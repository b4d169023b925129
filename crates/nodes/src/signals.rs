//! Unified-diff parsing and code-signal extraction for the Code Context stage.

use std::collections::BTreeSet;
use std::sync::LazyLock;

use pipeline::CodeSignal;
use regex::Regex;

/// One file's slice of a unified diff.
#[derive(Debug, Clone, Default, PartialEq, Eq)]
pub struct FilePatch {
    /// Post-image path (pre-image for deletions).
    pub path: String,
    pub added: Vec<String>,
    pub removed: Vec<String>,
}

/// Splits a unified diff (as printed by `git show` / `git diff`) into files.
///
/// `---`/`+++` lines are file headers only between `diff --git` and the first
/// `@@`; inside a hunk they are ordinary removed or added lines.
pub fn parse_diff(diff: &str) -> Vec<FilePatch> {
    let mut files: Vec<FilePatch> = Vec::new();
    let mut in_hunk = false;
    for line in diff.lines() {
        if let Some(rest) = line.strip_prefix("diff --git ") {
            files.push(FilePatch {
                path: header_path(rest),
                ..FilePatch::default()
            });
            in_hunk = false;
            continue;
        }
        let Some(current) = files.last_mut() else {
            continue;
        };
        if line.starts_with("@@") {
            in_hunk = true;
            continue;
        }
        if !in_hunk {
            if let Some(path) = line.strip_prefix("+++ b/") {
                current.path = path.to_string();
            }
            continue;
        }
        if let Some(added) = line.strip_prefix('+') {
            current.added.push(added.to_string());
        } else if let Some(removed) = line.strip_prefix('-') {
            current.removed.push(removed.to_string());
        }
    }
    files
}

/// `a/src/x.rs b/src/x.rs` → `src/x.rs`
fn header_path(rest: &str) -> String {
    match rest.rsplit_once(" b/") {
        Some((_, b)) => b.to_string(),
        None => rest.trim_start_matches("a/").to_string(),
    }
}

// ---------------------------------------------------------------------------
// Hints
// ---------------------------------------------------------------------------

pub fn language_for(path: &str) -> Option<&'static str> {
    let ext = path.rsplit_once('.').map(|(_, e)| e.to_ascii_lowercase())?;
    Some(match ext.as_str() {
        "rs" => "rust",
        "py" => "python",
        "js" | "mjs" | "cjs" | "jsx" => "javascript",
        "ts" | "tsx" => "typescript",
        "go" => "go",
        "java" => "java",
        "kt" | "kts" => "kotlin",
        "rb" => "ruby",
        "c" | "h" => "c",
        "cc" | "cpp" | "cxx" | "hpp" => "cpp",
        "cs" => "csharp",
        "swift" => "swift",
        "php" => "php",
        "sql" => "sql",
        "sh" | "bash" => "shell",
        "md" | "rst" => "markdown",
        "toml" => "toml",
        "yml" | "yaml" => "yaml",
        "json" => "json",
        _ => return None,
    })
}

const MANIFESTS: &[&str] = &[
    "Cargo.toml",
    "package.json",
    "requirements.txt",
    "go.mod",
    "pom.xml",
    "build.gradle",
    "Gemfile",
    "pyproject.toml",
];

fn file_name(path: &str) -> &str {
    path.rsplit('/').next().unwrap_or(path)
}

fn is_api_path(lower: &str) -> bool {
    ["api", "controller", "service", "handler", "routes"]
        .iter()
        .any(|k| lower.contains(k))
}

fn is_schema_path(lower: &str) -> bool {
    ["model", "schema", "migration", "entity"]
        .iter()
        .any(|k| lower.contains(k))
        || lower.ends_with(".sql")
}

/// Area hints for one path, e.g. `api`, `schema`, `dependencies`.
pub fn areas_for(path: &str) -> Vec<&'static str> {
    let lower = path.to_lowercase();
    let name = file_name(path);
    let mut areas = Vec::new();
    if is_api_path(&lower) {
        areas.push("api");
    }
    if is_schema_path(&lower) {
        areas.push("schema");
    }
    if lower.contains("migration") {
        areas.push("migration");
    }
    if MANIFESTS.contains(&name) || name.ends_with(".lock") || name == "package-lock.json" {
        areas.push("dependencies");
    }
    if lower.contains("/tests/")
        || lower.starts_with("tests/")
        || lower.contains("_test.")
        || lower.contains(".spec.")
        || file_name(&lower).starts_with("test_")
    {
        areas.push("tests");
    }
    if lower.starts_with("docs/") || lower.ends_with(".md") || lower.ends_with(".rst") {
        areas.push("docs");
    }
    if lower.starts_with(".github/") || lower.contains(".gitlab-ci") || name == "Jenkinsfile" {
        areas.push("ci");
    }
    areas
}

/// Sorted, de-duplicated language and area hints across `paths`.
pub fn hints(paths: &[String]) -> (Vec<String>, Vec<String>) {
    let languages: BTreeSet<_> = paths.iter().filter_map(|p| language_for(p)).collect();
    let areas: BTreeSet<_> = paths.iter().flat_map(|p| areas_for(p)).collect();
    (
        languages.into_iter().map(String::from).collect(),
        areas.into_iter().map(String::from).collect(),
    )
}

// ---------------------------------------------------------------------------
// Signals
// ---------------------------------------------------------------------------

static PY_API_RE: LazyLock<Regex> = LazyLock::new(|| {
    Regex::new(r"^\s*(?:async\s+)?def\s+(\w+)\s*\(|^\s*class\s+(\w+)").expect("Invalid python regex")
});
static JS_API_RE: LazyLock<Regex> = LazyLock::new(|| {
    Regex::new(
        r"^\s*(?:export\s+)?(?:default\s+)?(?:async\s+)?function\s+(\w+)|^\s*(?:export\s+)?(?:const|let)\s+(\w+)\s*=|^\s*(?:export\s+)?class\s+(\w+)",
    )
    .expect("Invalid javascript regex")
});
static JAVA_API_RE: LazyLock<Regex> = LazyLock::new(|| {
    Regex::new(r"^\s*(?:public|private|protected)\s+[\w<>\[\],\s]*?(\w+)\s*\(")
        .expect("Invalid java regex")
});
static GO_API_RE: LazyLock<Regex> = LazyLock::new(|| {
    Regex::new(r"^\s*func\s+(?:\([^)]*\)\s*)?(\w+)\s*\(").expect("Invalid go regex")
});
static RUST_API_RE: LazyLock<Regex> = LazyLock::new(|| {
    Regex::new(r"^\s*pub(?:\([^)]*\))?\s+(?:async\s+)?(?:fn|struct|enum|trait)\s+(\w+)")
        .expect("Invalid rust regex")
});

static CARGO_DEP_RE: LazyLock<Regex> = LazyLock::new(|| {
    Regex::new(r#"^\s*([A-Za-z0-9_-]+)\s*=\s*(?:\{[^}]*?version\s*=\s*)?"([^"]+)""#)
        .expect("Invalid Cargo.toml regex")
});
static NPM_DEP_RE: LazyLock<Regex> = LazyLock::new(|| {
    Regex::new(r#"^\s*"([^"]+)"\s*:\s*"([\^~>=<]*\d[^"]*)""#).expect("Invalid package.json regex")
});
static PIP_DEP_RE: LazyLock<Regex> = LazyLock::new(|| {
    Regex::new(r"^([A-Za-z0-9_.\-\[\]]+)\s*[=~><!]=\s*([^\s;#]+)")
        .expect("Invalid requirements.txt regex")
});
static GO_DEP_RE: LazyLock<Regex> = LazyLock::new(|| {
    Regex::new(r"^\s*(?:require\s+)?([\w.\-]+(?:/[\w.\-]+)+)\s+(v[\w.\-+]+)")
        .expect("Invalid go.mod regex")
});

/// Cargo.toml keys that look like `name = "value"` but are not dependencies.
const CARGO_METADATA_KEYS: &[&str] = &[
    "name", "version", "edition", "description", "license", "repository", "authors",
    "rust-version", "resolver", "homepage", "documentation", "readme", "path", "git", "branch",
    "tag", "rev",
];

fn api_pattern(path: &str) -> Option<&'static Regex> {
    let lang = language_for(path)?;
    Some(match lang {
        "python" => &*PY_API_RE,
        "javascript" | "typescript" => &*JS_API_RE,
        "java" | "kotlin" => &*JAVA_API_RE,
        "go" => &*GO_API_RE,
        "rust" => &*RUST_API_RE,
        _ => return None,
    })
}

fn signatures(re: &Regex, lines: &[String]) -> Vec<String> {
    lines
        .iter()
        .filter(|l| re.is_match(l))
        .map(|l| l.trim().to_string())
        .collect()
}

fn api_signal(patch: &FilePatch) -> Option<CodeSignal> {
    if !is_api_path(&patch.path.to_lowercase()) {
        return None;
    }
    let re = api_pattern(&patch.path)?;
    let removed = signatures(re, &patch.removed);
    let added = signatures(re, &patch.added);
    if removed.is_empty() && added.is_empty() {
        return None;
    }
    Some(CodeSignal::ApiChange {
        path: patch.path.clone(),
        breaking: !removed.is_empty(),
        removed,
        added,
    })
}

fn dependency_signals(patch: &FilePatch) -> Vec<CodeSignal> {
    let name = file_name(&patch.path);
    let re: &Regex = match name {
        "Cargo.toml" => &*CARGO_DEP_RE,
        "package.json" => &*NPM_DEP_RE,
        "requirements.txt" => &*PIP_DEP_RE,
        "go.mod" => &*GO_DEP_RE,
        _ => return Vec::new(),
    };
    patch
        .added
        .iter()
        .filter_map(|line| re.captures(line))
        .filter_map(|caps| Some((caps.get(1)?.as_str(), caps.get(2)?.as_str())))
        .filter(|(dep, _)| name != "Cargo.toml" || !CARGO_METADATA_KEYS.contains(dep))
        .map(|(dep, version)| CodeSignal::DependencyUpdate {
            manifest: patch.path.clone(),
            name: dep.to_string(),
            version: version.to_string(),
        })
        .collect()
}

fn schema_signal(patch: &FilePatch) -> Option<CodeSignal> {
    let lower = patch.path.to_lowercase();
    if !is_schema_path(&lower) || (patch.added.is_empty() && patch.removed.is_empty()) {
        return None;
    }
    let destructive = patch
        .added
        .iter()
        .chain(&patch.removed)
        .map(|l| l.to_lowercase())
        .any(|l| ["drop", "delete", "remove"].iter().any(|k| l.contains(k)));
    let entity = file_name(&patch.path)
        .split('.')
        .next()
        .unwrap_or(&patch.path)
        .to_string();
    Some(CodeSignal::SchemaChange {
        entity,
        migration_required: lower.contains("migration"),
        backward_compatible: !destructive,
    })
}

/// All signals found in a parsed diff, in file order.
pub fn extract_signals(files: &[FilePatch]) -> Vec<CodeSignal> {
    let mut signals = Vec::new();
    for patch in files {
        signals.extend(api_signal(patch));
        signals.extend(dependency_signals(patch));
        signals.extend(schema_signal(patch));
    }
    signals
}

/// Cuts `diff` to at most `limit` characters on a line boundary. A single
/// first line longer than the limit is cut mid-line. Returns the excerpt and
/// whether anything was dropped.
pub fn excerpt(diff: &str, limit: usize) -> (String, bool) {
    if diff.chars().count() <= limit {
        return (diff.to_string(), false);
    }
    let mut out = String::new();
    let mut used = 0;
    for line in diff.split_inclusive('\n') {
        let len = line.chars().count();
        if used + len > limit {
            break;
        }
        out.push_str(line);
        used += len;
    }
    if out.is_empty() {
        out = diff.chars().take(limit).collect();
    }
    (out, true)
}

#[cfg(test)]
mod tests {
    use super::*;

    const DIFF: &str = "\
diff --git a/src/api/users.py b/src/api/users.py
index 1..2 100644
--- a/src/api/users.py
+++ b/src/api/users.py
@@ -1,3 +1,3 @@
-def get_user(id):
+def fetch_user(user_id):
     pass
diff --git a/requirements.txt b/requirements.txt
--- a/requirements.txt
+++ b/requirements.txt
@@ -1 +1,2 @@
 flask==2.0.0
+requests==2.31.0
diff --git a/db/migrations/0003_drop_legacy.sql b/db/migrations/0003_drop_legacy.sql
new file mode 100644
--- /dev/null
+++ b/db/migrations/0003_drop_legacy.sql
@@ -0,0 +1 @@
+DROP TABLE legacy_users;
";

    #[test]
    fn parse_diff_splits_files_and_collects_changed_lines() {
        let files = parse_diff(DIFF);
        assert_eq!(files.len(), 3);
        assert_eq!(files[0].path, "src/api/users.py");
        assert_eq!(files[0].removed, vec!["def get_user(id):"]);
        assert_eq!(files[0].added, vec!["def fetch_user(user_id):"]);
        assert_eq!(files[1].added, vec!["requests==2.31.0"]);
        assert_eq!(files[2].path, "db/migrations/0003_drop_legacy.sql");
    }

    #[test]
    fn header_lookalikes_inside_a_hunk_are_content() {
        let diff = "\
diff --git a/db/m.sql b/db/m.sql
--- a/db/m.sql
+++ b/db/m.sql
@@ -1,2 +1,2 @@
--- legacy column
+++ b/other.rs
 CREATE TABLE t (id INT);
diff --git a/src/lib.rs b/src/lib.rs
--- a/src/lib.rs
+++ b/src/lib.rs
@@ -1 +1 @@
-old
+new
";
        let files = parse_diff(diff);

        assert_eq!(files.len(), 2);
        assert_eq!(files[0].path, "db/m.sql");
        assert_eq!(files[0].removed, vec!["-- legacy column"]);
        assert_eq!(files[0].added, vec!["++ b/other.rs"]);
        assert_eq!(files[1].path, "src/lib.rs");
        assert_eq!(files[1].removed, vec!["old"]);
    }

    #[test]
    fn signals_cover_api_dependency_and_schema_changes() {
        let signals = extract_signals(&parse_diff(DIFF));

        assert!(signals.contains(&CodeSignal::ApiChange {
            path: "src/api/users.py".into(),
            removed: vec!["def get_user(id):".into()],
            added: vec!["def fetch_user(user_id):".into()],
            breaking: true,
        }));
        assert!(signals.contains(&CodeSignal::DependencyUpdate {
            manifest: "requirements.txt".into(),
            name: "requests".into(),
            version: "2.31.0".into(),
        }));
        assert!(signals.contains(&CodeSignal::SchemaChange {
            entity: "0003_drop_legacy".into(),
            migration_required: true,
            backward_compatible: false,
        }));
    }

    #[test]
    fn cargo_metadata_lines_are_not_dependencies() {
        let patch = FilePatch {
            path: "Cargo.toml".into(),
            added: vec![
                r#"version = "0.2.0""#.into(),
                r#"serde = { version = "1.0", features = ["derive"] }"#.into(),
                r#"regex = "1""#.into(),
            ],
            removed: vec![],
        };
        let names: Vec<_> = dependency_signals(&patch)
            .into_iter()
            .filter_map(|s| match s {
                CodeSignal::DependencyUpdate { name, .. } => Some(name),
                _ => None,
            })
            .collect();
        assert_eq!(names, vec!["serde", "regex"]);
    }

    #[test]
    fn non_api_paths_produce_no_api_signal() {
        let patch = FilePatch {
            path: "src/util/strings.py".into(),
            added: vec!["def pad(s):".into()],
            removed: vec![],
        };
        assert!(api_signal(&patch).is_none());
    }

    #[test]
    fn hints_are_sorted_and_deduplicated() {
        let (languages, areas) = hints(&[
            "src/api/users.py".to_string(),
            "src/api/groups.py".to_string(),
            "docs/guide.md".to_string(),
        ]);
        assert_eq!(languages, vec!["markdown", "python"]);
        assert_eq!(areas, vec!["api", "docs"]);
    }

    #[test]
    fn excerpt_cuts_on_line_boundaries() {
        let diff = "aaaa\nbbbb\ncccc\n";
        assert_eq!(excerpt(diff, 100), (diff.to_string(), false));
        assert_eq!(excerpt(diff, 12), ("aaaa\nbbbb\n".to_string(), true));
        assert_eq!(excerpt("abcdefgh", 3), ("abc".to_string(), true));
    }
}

Assignment:
Starting with the first line of the listing above, copy each line exactly until you have copied the line containing "if let Some(added)". Stop there.

Solution for this exercise:
repository b4d169023b925129
filename crates/nodes/src/signals.rs
//! Unified-diff parsing and code-signal extraction for the Code Context stage.

use std::collections::BTreeSet;
use std::sync::LazyLock;

use pipeline::CodeSignal;
use regex::Regex;

/// One file's slice of a unified diff.
#[derive(Debug, Clone, Default, PartialEq, Eq)]
pub struct FilePatch {
    /// Post-image path (pre-image for deletions).
    pub path: String,
    pub added: Vec<String>,
    pub removed: Vec<String>,
}

/// Splits a unified diff (as printed by `git show` / `git diff`) into files.
///
/// `---`/`+++` lines are file headers only between `diff --git` and the first
/// `@@`; inside a hunk they are ordinary removed or added lines.
pub fn parse_diff(diff: &str) -> Vec<FilePatch> {
    let mut files: Vec<FilePatch> = Vec::new();
    let mut in_hunk = false;
    for line in diff.lines() {
        if let Some(rest) = line.strip_prefix("diff --git ") {
            files.push(FilePatch {
                path: header_path(rest),
                ..FilePatch::default()
            });
            in_hunk = false;
            continue;
        }
        let Some(current) = files.last_mut() else {
            continue;
        };
        if line.starts_with("@@") {
            in_hunk = true;
            continue;
        }
        if !in_hunk {
            if let Some(path) = line.strip_prefix("+++ b/") {
                current.path = path.to_string();
            }
            continue;
        }
        if let Some(added) = line.strip_prefix('+') {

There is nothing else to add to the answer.